Understanding the Risk
As non-medical care homes and facilities, it is crucial to admit only those residents whose standard of care can be effectively accommodated by your staff. Pressure injuries are a common concern for individuals who spend extended periods seated or in bed and if left untreated can lead to serious complications. Risk assessments should be done often, and individualized care plans based on residents’ mobility will ensure proper care. It is essential for caregivers and facility staff to recognize the factors that contribute to the development of
pressure ulcers outlined by Mayo Clinic:

  • Immobilization: Residents who spend extended periods in the same position, whether seated or lying down, face a higher risk of pressure ulcers. Immobilization can lead to constant pressure on specific areas of the body, restricting blood flow and causing tissue damage.
  • Reduced Sensation: Residents with diminished sensation, often associated with medical conditions or aging, may not feel discomfort or pain caused by prolonged pressure. This lack of awareness can delay the identification of pressure injury development.
  • Poor Nutrition and Hydration: Adequate nutrition and hydration are fundamental to skin health. Residents with inadequate intake of nutrients and fluids may experience compromised skin integrity, making them more susceptible to pressure injuries.
  • Medical Conditions: Certain medical conditions, such as diabetes or vascular diseases, can compromise blood circulation and skin resilience, increasing the likelihood of pressure sores.

Prevention Strategies
Understanding the risk is the first step in effective prevention. Implementing proactive strategies can significantly reduce the incidence of pressure injuries among residents and early intervention is critical.

  • Repositioning: Encouraging regular repositioning, ideally every two hours, is key to preventing skin breakdown. Regular exercise and movement can complement the emphasis on repositioning.

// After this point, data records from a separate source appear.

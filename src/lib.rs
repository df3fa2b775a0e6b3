//! Extract resource directory entries from RDDL documents.
//!
//! RDDL (Resource Directory Description Language) embeds `rddl:resource`
//! elements in XHTML or other XML. Each carries XLink attributes that point
//! at related material: stylesheets, schemas, DTDs, normative references.
//!
//! ```no_run
//! use rddl::{Input, RddlParser};
//!
//! let parser = RddlParser::default();
//! let directory = parser.parse(Input::File("index.xhtml".into()))?;
//!
//! let css = directory.by_id("CSS")?;
//! let stylesheets = directory.by_nature("http://www.w3.org/1999/XSL/Transform");
//! let references = directory.by_purpose("http://www.rddl.org/purposes#normative-reference");
//! # let _ = (css, stylesheets, references);
//! # Ok::<(), rddl::Error>(())
//! ```
//!
//! Namespaces are matched lexically: elements are recognized by the
//! configured prefix label (`rddl` by default), not by namespace URI.

pub mod config;
pub mod directory;
pub mod error;
pub mod extractor;
pub mod namespace;
pub mod parser;
pub mod resolver;
pub mod scanner;
pub mod types;

pub use directory::ResourceDirectory;
pub use error::Error;
pub use namespace::Namespaces;
pub use parser::{Input, RddlParser};
pub use types::{Resource, ResourceField};

/// Version of the query API.
pub const API_VERSION: &str = "0.9";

For residents with limited mobility, investing in low air loss cushions, such as the Roho cushion, can also make a significant difference in prevention. The adjustable air cells provide optimal positioning and stability. While Medicaid will cover such cushions only when skin breakdown has already occurred, facilities and families can purchase Roho cushions at online retailers out-of-pocket.
  • Hydration and Nutrition: Facilities can contribute to skin health by prioritizing hydration and nutrition. Regular offerings of fluids and snacks ensure residents receive the necessary support for overall well-being. Implementing comprehensive hydration and nutrition programs ensures residents receive adequate fluids and nutrients for optimal skin health.

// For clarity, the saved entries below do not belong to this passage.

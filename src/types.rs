/// Core domain types: resource records and the fields they expose.
use serde::Serialize;

/// One `rddl:resource` entry found in a document.
/// Absent attributes stay `None` and are skipped when serialized.
#[derive(Debug, Clone, Default, PartialEq, Eq, Serialize)]
pub struct Resource {
    /// Machine-readable purpose, from `xlink:arcrole`.
    #[serde(skip_serializing_if = "Option::is_none")]
    pub arcrole: Option<String>,
    /// Resolution base declared on the element itself via `xml:base`.
    #[serde(skip_serializing_if = "Option::is_none")]
    pub base: Option<String>,
    /// Target URL, already prefixed with the effective base when relative.
    #[serde(skip_serializing_if = "Option::is_none")]
    pub href: Option<String>,
    /// Unique identifier from the unprefixed `ID` attribute.
    #[serde(skip_serializing_if = "Option::is_none")]
    pub id: Option<String>,
    /// Language tag, inherited from the root or set by `xml:lang`.
    #[serde(skip_serializing_if = "Option::is_none")]
    pub lang: Option<String>,
    /// Machine-readable nature, from `xlink:role`.
    #[serde(skip_serializing_if = "Option::is_none")]
    pub role: Option<String>,
    /// Human-readable label, from `xlink:title`.
    #[serde(skip_serializing_if = "Option::is_none")]
    pub title: Option<String>,
    /// Link type, from `xlink:type`. Always `simple` in practice.
    #[serde(rename = "type", skip_serializing_if = "Option::is_none")]
    pub link_type: Option<String>,
}

impl Resource {
    /// Read one field by name.
    pub fn get(&self, field: ResourceField) -> Option<&str> {
        let value = match field {
            ResourceField::Arcrole => &self.arcrole,
            ResourceField::Base => &self.base,
            ResourceField::Href => &self.href,
            ResourceField::Id => &self.id,
            ResourceField::Lang => &self.lang,
            ResourceField::Role => &self.role,
            ResourceField::Title => &self.title,
            ResourceField::Type => &self.link_type,
        };
        return value.as_deref();
    }

    /// Overwrite one field by name.
    pub fn set(&mut self, field: ResourceField, value: String) {
        let slot = match field {
            ResourceField::Arcrole => &mut self.arcrole,
            ResourceField::Base => &mut self.base,
            ResourceField::Href => &mut self.href,
            ResourceField::Id => &mut self.id,
            ResourceField::Lang => &mut self.lang,
            ResourceField::Role => &mut self.role,
            ResourceField::Title => &mut self.title,
            ResourceField::Type => &mut self.link_type,
        };
        *slot = Some(value);
    }
}

/// The keys a resource record can carry.
#[derive(Debug, Clone, Copy, PartialEq, Eq, Hash)]
pub enum ResourceField {
    /// `arcrole`, the purpose.
    Arcrole,
    /// `base`.
    Base,
    /// `href`.
    Href,
    /// `id`.
    Id,
    /// `lang`.
    Lang,
    /// `role`, the nature.
    Role,
    /// `title`.
    Title,
    /// `type`.
    Type,
}

impl ResourceField {
    /// Map a lower-cased local attribute name to its field.
    /// Returns `None` for XLink attributes the record does not keep.
    pub fn from_key(key: &str) -> Option<Self> {
        return match key {
            "arcrole" => Some(Self::Arcrole),
            "base" => Some(Self::Base),
            "href" => Some(Self::Href),
            "id" => Some(Self::Id),
            "lang" => Some(Self::Lang),
            "role" => Some(Self::Role),
            "title" => Some(Self::Title),
            "type" => Some(Self::Type),
            _ => None,
        };
    }

    /// The output key, as used in JSON and text listings.
    pub const fn key(self) -> &'static str {
        return match self {
            Self::Arcrole => "arcrole",
            Self::Base => "base",
            Self::Href => "href",
            Self::Id => "id",
            Self::Lang => "lang",
            Self::Role => "role",
            Self::Title => "title",
            Self::Type => "type",
        };
    }

    /// All fields in output order.
    pub const ALL: [Self; 8] = [
        Self::Id,
        Self::Lang,
        Self::Title,
        Self::Href,
        Self::Role,
        Self::Arcrole,
        Self::Type,
        Self::Base,
    ];
}

#[cfg(test)]
mod tests {
    use super::*;

    #[test]
    fn serializes_only_present_keys() {
        let mut resource = Resource::default();
        resource.set(ResourceField::Href, "http://example.org/a.css".to_string());
        resource.set(ResourceField::Type, "simple".to_string());

        let json = serde_json::to_value(&resource).unwrap();
        assert_eq!(
            json,
            serde_json::json!({ "href": "http://example.org/a.css", "type": "simple" })
        );
    }

    #[test]
    fn from_key_round_trips_every_field() {
        for field in ResourceField::ALL {
            assert_eq!(ResourceField::from_key(field.key()), Some(field));
        }
        assert_eq!(ResourceField::from_key("show"), None);
    }
}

  • Vigilant Care Practices: Caregivers can use routine activities like showers and incontinence changes to inspect the skin for potential breakdown areas. Train staff to perform regular skin inspections, particularly in high-risk areas like the sacral region, hips, ankles, and bony prominences. This proactive approach allows for early intervention and preventive measures. Keep residents clean and dry; using moisture barrier creams can protect the skin from breakdown.

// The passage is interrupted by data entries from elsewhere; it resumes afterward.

use std::path::Path;

use crate::error::Error;
use crate::namespace::Namespaces;

/// Name of the optional config file looked up in the working directory.
pub const CONFIG_FILE: &str = ".rddl.toml";

/// Project configuration loaded from `.rddl.toml`.
/// Prefix labels select RDDL elements and XLink attributes; include/exclude
/// patterns are path prefixes applied when scanning a directory.
#[derive(Debug, Clone, PartialEq, Eq)]
pub struct Config {
    /// Path prefixes excluded from directory scans.
    exclude: Vec<String>,
    /// Path prefixes a directory scan is limited to. Empty means everything.
    include: Vec<String>,
    /// Prefix label for RDDL elements, as written.
    rddl_prefix: String,
    /// Prefix label for XLink attributes, as written.
    xlink_prefix: String,
}

/// Raw TOML structure for `.rddl.toml`.
#[derive(serde::Deserialize)]
#[serde(deny_unknown_fields)]
struct RddlTomlConfig {
    /// See [`Config::exclude`].
    #[serde(default)]
    exclude: Vec<String>,
    /// See [`Config::include`].
    #[serde(default)]
    include: Vec<String>,
    /// See [`Config::rddl_prefix`].
    rddl_prefix: Option<String>,
    /// See [`Config::xlink_prefix`].
    xlink_prefix: Option<String>,
}

impl Config {
    /// Load config from `.rddl.toml` in the given root directory.
    /// Returns the defaults if the file doesn't exist.
    /// Returns an error if the file exists but is malformed, never silently
    /// falling back to defaults when the user wrote a config file.
    ///
    /// # Errors
    ///
    /// Returns `Error::Io` if reading fails (other than not-found),
    /// or `Error::ConfigInvalid` if the TOML is malformed.
    pub fn load(root: &Path) -> Result<Self, Error> {
        let path = root.join(CONFIG_FILE);
        let content = match std::fs::read_to_string(&path) {
            Err(e) if e.kind() == std::io::ErrorKind::NotFound => return Ok(Self::default()),
            Err(e) => return Err(Error::Io(e)),
            Ok(c) => c,
        };

        let raw: RddlTomlConfig = toml::from_str(&content)
            .map_err(|source| return Error::ConfigInvalid { path: path.clone(), source })?;
        let defaults = Self::default();
        return Ok(Self {
            exclude: raw.exclude,
            include: raw.include,
            rddl_prefix: raw.rddl_prefix.unwrap_or(defaults.rddl_prefix),
            xlink_prefix: raw.xlink_prefix.unwrap_or(defaults.xlink_prefix),
        });
    }

    /// Replace the prefix labels with command-line overrides, where given.
    #[must_use]
    pub fn with_prefixes(mut self, rddl: Option<String>, xlink: Option<String>) -> Self {
        if let Some(rddl) = rddl {
            self.rddl_prefix = rddl;
        }
        if let Some(xlink) = xlink {
            self.xlink_prefix = xlink;
        }
        return self;
    }

    /// The prefix labels in the form the parser expects.
    pub fn namespaces(&self) -> Namespaces {
        return Namespaces::new(&self.rddl_prefix, &self.xlink_prefix);
    }

    /// Check whether a document path should be scanned.
    ///
    /// A path is included if no include patterns are set (scan everything),
    /// or if the path starts with at least one include pattern.
    /// An included path is then excluded if it starts with any exclude pattern.
    pub fn should_scan(&self, relative_path: &str) -> bool {
        let included = self.include.is_empty()
            || self.include.iter().any(|p| return relative_path.starts_with(p.as_str()));

        if !included {
            return false;
        }

        return !self.exclude.iter().any(|p| return relative_path.starts_with(p.as_str()));
    }
}

impl Default for Config {
    /// Default labels `rddl` and `xlink`; scan everything.
    fn default() -> Self {
        return Self {
            exclude: Vec::new(),
            include: Vec::new(),
            rddl_prefix: "rddl".to_owned(),
            xlink_prefix: "xlink".to_owned(),
        };
    }
}

#[cfg(test)]
#[allow(clippy::missing_panics_doc, reason = "test assertions")]
mod tests {
    use super::*;

    #[test]
    fn missing_file_yields_defaults() {
        let dir = tempfile::tempdir().unwrap();
        let config = Config::load(dir.path()).unwrap();
        assert_eq!(config, Config::default());
        assert_eq!(config.namespaces(), Namespaces::default());
    }

    #[test]
    fn reads_prefixes_and_filters() {
        let dir = tempfile::tempdir().unwrap();
        std::fs::write(
            dir.path().join(CONFIG_FILE),
            "rddl_prefix = \"dir\"\ninclude = [\"docs/\"]\nexclude = [\"docs/drafts/\"]\n",
        )
        .unwrap();

        let config = Config::load(dir.path()).unwrap();
        assert_eq!(config.namespaces(), Namespaces::new("dir", "xlink"));
        assert!(config.should_scan("docs/index.xml"));
        assert!(!config.should_scan("docs/drafts/wip.xml"));
        assert!(!config.should_scan("site/index.xml"));
    }

    #[test]
    fn malformed_file_is_an_error() {
        let dir = tempfile::tempdir().unwrap();
        std::fs::write(dir.path().join(CONFIG_FILE), "rddl_prefix = [").unwrap();

        let err = Config::load(dir.path()).unwrap_err();
        assert!(matches!(err, Error::ConfigInvalid { .. }), "got {err:?}");
    }

    #[test]
    fn command_line_overrides_file() {
        let config = Config::default().with_prefixes(None, Some("xl".to_string()));
        assert_eq!(config.namespaces(), Namespaces::new("rddl", "xl"));
    }
}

  • Effective Communication and Documentation: Communication with physicians and families is critical in all aspects of resident care. Facilities should have protocols in place for notifying the personal physician if a resident shows signs of increased sedentary behavior, extended bedbound periods, or skin breakdown. Comprehensive documentation ensures a thorough understanding of the resident’s condition. This information should also be consistently shared with their families.

Preventing pressure injuries requires a collective effort. By comprehensively understanding the risk factors and incorporating preventive measures into daily care routines, facilities can create a safer environment for residents, minimizing the occurrence of pressure injuries.